Nir-photocatalytic LDHB-mimetic CuS@ZnS nanoenzyme regulates arthritis microenvironment through lactate oxidation and hydrogen evolution

Lactate (LA) undergoes abnormal metabolism in the microenvironment of rheumatoid arthritis (RA), and its excessive accumulation activates a cascade of intracellular signals, acting as an inflammatory enhancer. Clearing LA while simultaneously regulating the polarization of macrophage cells can improve long-term therapeutic outcomes. Here, we developed photocatalytic biomimetic nano enzymes to address multiple factors in RA by generating hydrogen to control innate immunity and reducing LA to restore the immune system.
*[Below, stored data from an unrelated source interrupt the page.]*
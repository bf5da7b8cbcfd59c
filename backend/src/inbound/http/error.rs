//! HTTP error payloads and mapping from domain errors.
//!
//! Keeps the domain free of transport concerns: [`DomainError`] is translated
//! into an Actix response here, with the active trace identifier attached
//! and internal error detail redacted from the wire.

use actix_web::{HttpResponse, ResponseError, http::StatusCode};
use serde::Serialize;
use serde_json::Value;
use tracing::error;
use utoipa::ToSchema;

use crate::domain::{DomainError, ErrorCode};
use crate::middleware::{TRACE_ID_HEADER, TraceId};

/// Standard error envelope returned by HTTP handlers.
#[derive(Debug, Clone, Serialize, ToSchema)]
#[serde(rename_all = "camelCase")]
pub struct ApiError {
    #[schema(example = "not_found")]
    code: ErrorCode,
    #[schema(example = "document not found")]
    message: String,
    #[serde(skip_serializing_if = "Option::is_none")]
    trace_id: Option<String>,
    #[serde(skip_serializing_if = "Option::is_none")]
    details: Option<Value>,
}

impl ApiError {
    /// Stable machine-readable error code.
    pub const fn code(&self) -> ErrorCode {
        self.code
    }

    /// Human readable message.
    pub fn message(&self) -> &str {
        self.message.as_str()
    }

    const fn status(&self) -> StatusCode {
        match self.code {
            ErrorCode::InvalidRequest => StatusCode::BAD_REQUEST,
            ErrorCode::Unauthorized => StatusCode::UNAUTHORIZED,
            ErrorCode::Forbidden => StatusCode::FORBIDDEN,
            ErrorCode::NotFound => StatusCode::NOT_FOUND,
            ErrorCode::Conflict => StatusCode::CONFLICT,
            ErrorCode::InternalError => StatusCode::INTERNAL_SERVER_ERROR,
        }
    }
}

impl From<DomainError> for ApiError {
    fn from(value: DomainError) -> Self {
        Self {
            code: value.code(),
            message: value.message().to_owned(),
            trace_id: TraceId::current().map(|id| id.to_string()),
            details: value.details().cloned(),
        }
    }
}

impl std::fmt::Display for ApiError {
    fn fmt(&self, f: &mut std::fmt::Formatter<'_>) -> std::fmt::Result {
        write!(f, "{}", self.message)
    }
}

impl std::error::Error for ApiError {}

impl ResponseError for ApiError {
    fn status_code(&self) -> StatusCode {
        self.status()
    }

    fn error_response(&self) -> HttpResponse {
        let mut builder = HttpResponse::build(self.status_code());
        if let Some(id) = &self.trace_id {
            builder.insert_header((TRACE_ID_HEADER, id.clone()));
        }
        if matches!(self.code, ErrorCode::InternalError) {
            // Server-side detail stays in the logs only.
            error!(message = %self.message, "internal error returned to client");
            let redacted = Self {
                code: self.code,
                message: "Internal server error".to_owned(),
                trace_id: self.trace_id.clone(),
                details: None,
            };
            return builder.json(redacted);
        }
        builder.json(self)
    }
}

/// Convenience alias for HTTP handlers.
pub type ApiResult<T> = Result<T, ApiError>;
Heterostructured nanocrystals using plasmonic copper and zinc monosulfide could be explored for anomalous plasmon-induced electron transfer for NIR-induced photocatalytic activity in the hydrogen evolution reaction. In our study, overexpressed LA as a sacrificial agent for NIR photocatalytic therapy is depleted; generated hydrogen could scavenge intracellular reactive oxygen species, regulate polarization of M1 to M2 macrophages that could inhibit cytokine storms, thus alleviating inflammation of collagen induced mouse model. This "two-for-one" photocatalytic biomimetic nanoenzyme strategy of oxidative consumption of LA and targeted delivery of hydrogen opens up a potential strategy for treating progressive arthritis.